To assess the fetal neuroprotective potential of progesterone using a well‐validated mouse model of lipopolysaccharide ( LPS )‐induced intrauterine inflammation ( IUI ). Embryonic day 17 pregnant mouse dams (n = 69) were randomly allocated to receive 17‐hydroxyprogesterone caproate (17‐ OHPC ), micronized progesterone ( MP ), or vehicle 1 hour prior to intrauterine injection of phosphate‐buffered saline ( PBS ) or LPS . After 6 hours, mice were killed for the collection of placentas and fetal brains, or pregnancy continued for the evaluation of preterm birth ( PTB ) and offspring neuromotor function.
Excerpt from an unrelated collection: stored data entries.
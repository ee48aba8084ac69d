use lazy_static::lazy_static;
use regex::Regex;
use rust_stemmers::{Algorithm, Stemmer};
use std::collections::{BTreeSet, HashSet};
use unicode_normalization::UnicodeNormalization;

lazy_static! {
    static ref RE: Regex = Regex::new(r"(?u)\p{L}[\p{L}\p{N}_']*").expect("valid regex");
    static ref STEMMER: Stemmer = Stemmer::create(Algorithm::English);
    static ref STOPWORDS: HashSet<&'static str> = {
        let words: &[&str] = &[
            "a","about","above","after","again","against","all","am","an","and","any","are","aren't","as","at",
            "be","because","been","before","being","below","between","both","but","by",
            "can","can't","cannot","could","couldn't",
            "did","didn't","do","does","doesn't","doing","don't","down","during",
            "each","few","for","from","further",
            "had","hadn't","has","hasn't","have","haven't","having","he","he'd","he'll","he's","her","here","here's","hers","herself","him","himself","his","how","how's",
            "i","i'd","i'll","i'm","i've","if","in","into","is","isn't","it","it's","its","itself",
            "let's","me","more","most","mustn't","my","myself",
            "no","nor","not","of","off","on","once","only","or","other","ought","our","ours","ourselves","out","over","own",
            "same","she","she'd","she'll","she's","should","shouldn't","so","some","such",
            "than","that","that's","the","their","theirs","them","themselves","then","there","there's","these","they","they'd","they'll","they're","they've","this","those","through","to","too",
            "under","until","up","very",
            "was","wasn't","we","we'd","we'll","we're","we've","were","weren't","what","what's","when","when's","where","where's","which","while","who","who's","whom","why","why's","with","won't","would","wouldn't",
            "you","you'd","you'll","you're","you've","your","yours","yourself","yourselves"
        ];
        words.iter().copied().collect()
    };
}

fn is_stopword(token: &str) -> bool {
    STOPWORDS.contains(token)
}

/// Tokenize text into stemmed unigrams using NFKC normalization, lowercase,
/// punctuation stripping, and stopword removal. Deterministic: identical
/// input always yields identical tokens.
pub fn tokenize(text: &str) -> Vec<String> {
    let normalized = text.nfkc().collect::<String>().to_lowercase();
    let mut tokens = Vec::new();
    for mat in RE.find_iter(&normalized) {
        let token = mat.as_str();
        if is_stopword(token) {
            continue;
        }
        tokens.push(STEMMER.stem(token).to_string());
    }
    tokens
}

/// Unigrams plus adjacent bigrams over the unigram stream. This is the
/// token stream the vocabulary, TF-IDF vectors, and BM25 statistics all
/// share; bigrams are space-joined.
pub fn ngrams(text: &str) -> Vec<String> {
    let unigrams = tokenize(text);
    let mut out = Vec::with_capacity(unigrams.len().saturating_mul(2));
    out.extend(unigrams.iter().cloned());
    for pair in unigrams.windows(2) {
        out.push(format!("{} {}", pair[0], pair[1]));
    }
    out
}

/// Canonical query text used as the feedback-record key: the unigram
/// stream joined by single spaces. Pattern signatures and feedback keys
/// deliberately share one normalization path.
pub fn normalize(text: &str) -> String {
    tokenize(text).join(" ")
}

/// Sorted unique unigram set — the query's pattern-cache signature.
pub fn signature(text: &str) -> BTreeSet<String> {
    tokenize(text).into_iter().collect()
}

#[cfg(test)]
mod tests {
    use super::*;

    #[test]
    fn normalizes_and_stems() {
        let toks = tokenize("Failing FAILED failure! The café's menu.");
        assert!(toks.contains(&"fail".to_string()));
        assert!(toks.contains(&"failur".to_string()));
        // Unicode normalization: café -> cafe (stemmed unchanged)
        assert!(toks.iter().any(|t| t.starts_with("caf")));
    }

    #[test]
    fn filters_stopwords() {
        let toks = tokenize("the value of the field is not valid");
        assert!(!toks.contains(&"the".to_string()));
        assert!(!toks.contains(&"is".to_string()));
        assert!(toks.contains(&"valid".to_string()));
    }

    #[test]
    fn ngrams_include_adjacent_bigrams() {
        let toks = ngrams("negative value quantity");
        assert!(toks.contains(&"negat".to_string()));
        assert!(toks.contains(&"negat valu".to_string()));
        assert!(toks.contains(&"valu quantiti".to_string()));
        // No bigram spans the full trigram
        assert!(!toks.iter().any(|t| t.split(' ').count() > 2));
    }

    #[test]
    fn empty_text_yields_no_tokens() {
        assert!(tokenize("").is_empty());
        assert!(ngrams("the and of").is_empty());
    }

    #[test]
    fn signature_is_sorted_and_unique() {
        let sig = signature("timeout error timeout");
        let items: Vec<&String> = sig.iter().collect();
        assert_eq!(items.len(), 2);
        assert!(items[0] < items[1]);
    }
}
Placentas and fetal brains were analyzed by mini‐ mRNA array for 96 immune markers with individual confirmatory qPCR . Progesterone pre‐treatment before LPS ‐induced IUI improved neuromotor tests in offspring at PND 5 compared to no pre‐treatment ( P  <   .05). In placentas, 17‐ OHPC , but not MP , significantly reduced CXCL 9 ( P  <   .05) with a trend toward a lower level of CXCL 10. In fetal brains, 17‐ OHPC significantly reduced CXCL 9 compared to no pre‐treatment ( P  <   .05) and IL ‐1β compared to pre‐treatment with MP ( P  <   .01). Progesterone pre‐treatment prior to LPS ‐induced IUI improved offspring neuromotor outcomes. 17‐ OHPC , but not MP , resulted in greater immunomodulation of T cell‐mediated immunity in placenta and fetal brain, suggesting a possible mechanism for the observed neuroprotective effects.